Trump Fights for Dismissal of Fraud Claims

     SAN DIEGO (CN) – Donald Trump on Friday moved to end one of two major ongoing court cases against his now-defunct business seminar program, filing a memo to support summary judgment against the hundreds of people convinced to spend up to $35,000 for a few days of instruction on real estate and some binders.
     Trump’s attorneys argue there is insufficient evidence to prove the billionaire presidential candidate knew his now-defunct for-profit business seminar Trump University was defrauding customers, but chose to run it anyway.
     “Defendant’s superficial review of TU’s advertising for branding purposes is the only fact that connects defendant in any way to plaintiff’s allegations of fraud,” said Trump attorney David Petrocelli. “The fact is wholly insufficient to establish a RICO violation by defendant.”
     RICO stands for Racketeering Influenced and Corrupt Organizations Act and it was initially started to go after the mafia. The pursuit of civil RICO claims, which triple damages and attorney’s fees, is what distinguishes Cohen v. Trump from another similar lawsuit also playing out in Southern California, Low v. Trump.
     Both cases hinge on what are essentially false advertising claims, with plaintiffs arguing that the use of the word “university” was deceptive, as it was little more than a three-day business seminar. The plaintiffs further claim the organization promised the instructors would be “hand-selected” by Trump, when it has since become clear through depositions Trump had little if any involvement in the selection of so-called instructors.
     Finally, plaintiffs claim the mentorship program, which cost about $35,000, did not deliver on its promises. In the Low v. Trump case, the plaintiffs must prove they based their purchase decision on three advertisements they say turned out to be deceptive.

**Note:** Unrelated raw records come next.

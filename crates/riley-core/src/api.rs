//! Request shapes of the assistant's REST surface.
//!
//! Requests are built for every utterance so the in-flight action records what
//! a real backend would receive. Nothing here performs I/O.

use serde::{Deserialize, Serialize};

use crate::action::ActionKind;
use crate::mode::Mode;
use crate::router::Route;

/// Field sent with every invention request.
pub const DEFAULT_INVENTION_FIELD: &str = "general";

/// One request to the assistant backend, serialized as its JSON body.
#[derive(Debug, Clone, PartialEq, Serialize, Deserialize)]
#[serde(untagged)]
pub enum ApiRequest {
    Invent {
        user_id: String,
        prompt: String,
        field: String,
    },
    Search {
        user_id: String,
        query: String,
    },
    Github {
        user_id: String,
        repo_url: String,
    },
    Repair {
        user_id: String,
        code: String,
    },
    Chat {
        user_id: String,
        message: String,
        mode: Mode,
    },
}

impl ApiRequest {
    /// Builds the request for a routed utterance.
    ///
    /// Equations have no endpoint of their own and go through chat, where the
    /// reasoning engine picks them up.
    pub fn from_route(route: &Route, input: &str, user_id: &str, mode: Mode) -> Self {
        let user_id = user_id.to_string();
        match route.kind {
            Some(ActionKind::Invention) => ApiRequest::Invent {
                user_id,
                prompt: input.to_string(),
                field: DEFAULT_INVENTION_FIELD.to_string(),
            },
            Some(ActionKind::Search) => ApiRequest::Search {
                user_id,
                query: route.parameter.clone(),
            },
            Some(ActionKind::Github) => ApiRequest::Github {
                user_id,
                repo_url: route.parameter.clone(),
            },
            Some(ActionKind::Repair) => ApiRequest::Repair {
                user_id,
                code: route.parameter.clone(),
            },
            Some(ActionKind::Equation) | None => ApiRequest::Chat {
                user_id,
                message: input.to_string(),
                mode,
            },
        }
    }

    pub fn endpoint(&self) -> &'static str {
        match self {
            ApiRequest::Invent { .. } => "/api/invent",
            ApiRequest::Search { .. } => "/api/search",
            ApiRequest::Github { .. } => "/api/github",
            ApiRequest::Repair { .. } => "/api/repair",
            ApiRequest::Chat { .. } => "/api/chat",
        }
    }

    /// JSON body of the request.
    pub fn body(&self) -> crate::error::Result<serde_json::Value> {
        Ok(serde_json::to_value(self)?)
    }
}
use std::ffi::OsString;
use std::io::{self, Write};
use std::path::{Path, PathBuf};
use std::env;

use log::debug;
use nix::unistd::{self, AccessFlags};

use crate::global;
use crate::redirect::os_message;
use crate::registry::{self, Resolution};
use crate::types::Flow;

const HOME_KEY: &'static str = "HOME";

#[derive(Debug, PartialEq, Eq, Clone, Copy)]
pub enum Builtin { Exit, Echo, Type, Pwd, Cd, History }

pub const NAMES: [&'static str; 6] = ["exit", "echo", "type", "pwd", "cd", "history"];

impl Builtin {
	pub fn lookup(name: &str) -> Option<Builtin> {
		match name {
			"exit" => Some(Builtin::Exit),
			"echo" => Some(Builtin::Echo),
			"type" => Some(Builtin::Type),
			"pwd" => Some(Builtin::Pwd),
			"cd" => Some(Builtin::Cd),
			"history" => Some(Builtin::History),
			_ => None,
		}
	}

	/// Runs the builtin against the given sinks. Write failures (a closed
	/// pipe, a full disk) turn into status 1.
	pub fn run(self, state: &mut global::State, argv: &[String], out: &mut dyn Write, err: &mut dyn Write) -> Flow {
		debug!("builtin {:?} {:?}", self, &argv[1 ..]);
		let r = match self {
			Builtin::Exit => { return builtin_exit(argv, err); },
			Builtin::Echo => builtin_echo(argv, out),
			Builtin::Type => builtin_type(argv, out, err),
			Builtin::Pwd => builtin_pwd(out, err),
			Builtin::Cd => builtin_cd(argv, err),
			Builtin::History => builtin_history(state, argv, out, err),
		};
		let status = r.and_then(|s| out.flush().map(|_| s)).unwrap_or_else(|e| {
			let _ = writeln!(err, "{}: write error: {}", argv[0], os_message(&e));
			1
		});
		Flow::Continue(status)
	}
}

fn builtin_exit(argv: &[String], err: &mut dyn Write) -> Flow {
	match argv.get(1) {
		None => Flow::Exit(0),
		Some(code) => match code.parse::<i32>() {
			Ok(code) => Flow::Exit(code),
			Err(_) => {
				let _ = writeln!(err, "exit: {}: numeric argument required", code);
				Flow::Exit(2)
			},
		},
	}
}

fn builtin_echo(argv: &[String], out: &mut dyn Write) -> io::Result<u8> {
	writeln!(out, "{}", argv[1 ..].join(" "))?;
	Ok(0)
}

fn builtin_type(argv: &[String], out: &mut dyn Write, err: &mut dyn Write) -> io::Result<u8> {
	if argv.len() < 2 {
		writeln!(err, "type: missing argument")?;
		return Ok(1);
	}
	let mut status = 0;
	for name in &argv[1 ..] {
		match registry::resolve(name) {
			Resolution::Builtin(_) => writeln!(out, "{} is a shell builtin", name)?,
			Resolution::External(path) => writeln!(out, "{} is {}", name, path.display())?,
			Resolution::NotFound => {
				writeln!(out, "{}: not found", name)?;
				status = 1;
			},
		}
	}
	Ok(status)
}

fn builtin_pwd(out: &mut dyn Write, err: &mut dyn Write) -> io::Result<u8> {
	match env::current_dir() {
		Ok(cwd) => {
			writeln!(out, "{}", cwd.display())?;
			Ok(0)
		},
		Err(e) => {
			writeln!(err, "pwd: error retrieving current directory: {}", os_message(&e))?;
			Ok(1)
		},
	}
}

/// Replaces a leading `~` with `$HOME`.
fn expand_tilde(arg: &str) -> PathBuf {
	match (arg.strip_prefix('~'), env::var_os(HOME_KEY)) {
		(Some(rest), Some(home)) => {
			let mut expanded: OsString = home;
			expanded.push(rest);
			PathBuf::from(expanded)
		},
		_ => PathBuf::from(arg),
	}
}

fn builtin_cd(argv: &[String], err: &mut dyn Write) -> io::Result<u8> {
	let (shown, dir) = match argv.get(1) {
		Some(arg) => (arg.clone(), expand_tilde(arg)),
		None => match env::var_os(HOME_KEY) {
			Some(home) => (home.to_string_lossy().into_owned(), PathBuf::from(home)),
			None => {
				writeln!(err, "cd: HOME not set")?;
				return Ok(1);
			},
		},
	};
	if unistd::access(dir.as_path(), AccessFlags::F_OK).is_err() {
		writeln!(err, "cd: {}: No such file or directory", shown)?;
		return Ok(1);
	}
	if unistd::access(dir.as_path(), AccessFlags::X_OK).is_err() {
		writeln!(err, "cd: {}: Permission denied", shown)?;
		return Ok(1);
	}
	if let Err(e) = env::set_current_dir(&dir) {
		writeln!(err, "cd: {}: {}", shown, os_message(&e))?;
		return Ok(1);
	}
	Ok(0)
}

fn builtin_history(state: &mut global::State, argv: &[String], out: &mut dyn Write, err: &mut dyn Write) -> io::Result<u8> {
	let limit = match argv.get(1).map(|s| s.as_str()) {
		Some(flag @ "-r") | Some(flag @ "-w") | Some(flag @ "-a") => {
			let path = match argv.get(2) {
				Some(path) => Path::new(path),
				None => {
					writeln!(err, "history: option requires an argument")?;
					return Ok(1);
				},
			};
			let r = match flag {
				"-r" => state.history.load(path).map(|n| debug!("loaded {} history entries", n)),
				"-w" => state.history.dump(path),
				_ => state.history.append_new(path),
			};
			if r.is_err() {
				writeln!(err, "history: {}: cannot open history file", path.display())?;
				return Ok(1);
			}
			return Ok(0);
		},
		Some(n) => match n.parse::<usize>() {
			Ok(n) => Some(n),
			Err(_) => {
				writeln!(err, "history: {}: numeric argument required", n)?;
				return Ok(1);
			},
		},
		None => None,
	};
	for (i, line) in state.history.tail(limit) {
		writeln!(out, "{:>5}  {}", i, line)?;
	}
	Ok(0)
}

     For the RICO case, they must prove Trump knew the operation was fraudulent and proceeded with it anyway, a much higher burden of proof.
     In Friday’s filings, Petrocelli said the Cohen plaintiffs fail to meet that burden.
     “This case was an overreach from inception,” Petrocelli says. “It stretches civil RICO beyond the breaking point and would effectively federalize consumer advertising fraud claims, and subject officers, directors, and employees of every Fortune 500 company to unwarranted personal liability.”
     Trump did not knowingly participate in anything fraudulent, his ostensible lack of personal involvement in TU means he could not have conducted a fraudulent operation, he did not make any false statements, and the false advertisement claims are puffery, the defense says.
     The defense argues that terms such as “hand-selected” are phrases found in advertising everywhere and don’t constitute deceptive practices.
     In another brief, Trump moved to decertify the class in the Cohen v. Trump claim, arguing that each of the plaintiffs had individual experiences, and the defendant was constitutionally entitled to assess damages on an individual basis.
     Petrocelli argues that many of the former TU students in the Cohen v. Trump case filed after the statute of limitations had passed. He further asserts that since some of the students claim, despite the use of the word “university,” they did not actually believe they were going to get a four-year degree, that each claim should be separated out.
     “Unable to address the many individualized factual issues that now predominate and require decertification—statute of limitations, reliance, causation, and damages—plaintiff’s opposition relies on misstatements of the law and record,” Petrocelli writes.
     During the same period, the plaintiffs also filed numerous briefs, requesting that some of the testimony of Trump’s expert witnesses be disregarded as the witnesses lack necessary credibility to be considered experts.
     The plaintiffs commissioned a report conducted by Dr. Michael Kamins, an economist hired to discern whether TU’s advertising contained deceptive statements.
     Petrocelli says his report is fundamentally flawed and should be discounted as such.
     “Kamins assumed the very conclusion he was hired to analyze—that TU’s advertising included materially misleading statements that caused consumers to purchase TU products,” he says.
     However, Jay Alvarez, attorney for the plaintiffs, countered by saying the expert witnesses employed by the defense lack all expertise in the area, and instead specialize in rebuttals, regardless of the subject matter.
     “McDuff is strictly a rebuttal expert, and Trump concedes that McDuff has no experience, let alone expertise, in the subject areas of Plaintiff’s expert’s testimony,” Alvarez writes. “This is where the court’s analysis, and McDuff’s participation in the case, should end.”
     Alvarez submitted two other briefs nearly identical in nature, accusing other defense witnesses, Alan Wallace and Joel Steckel, of being similarly unqualified to render an opinion on Kamins report or other expert testimony put forward by plaintiffs.
     Plaintiffs are asking to have the testimony of the three witnesses disqualified.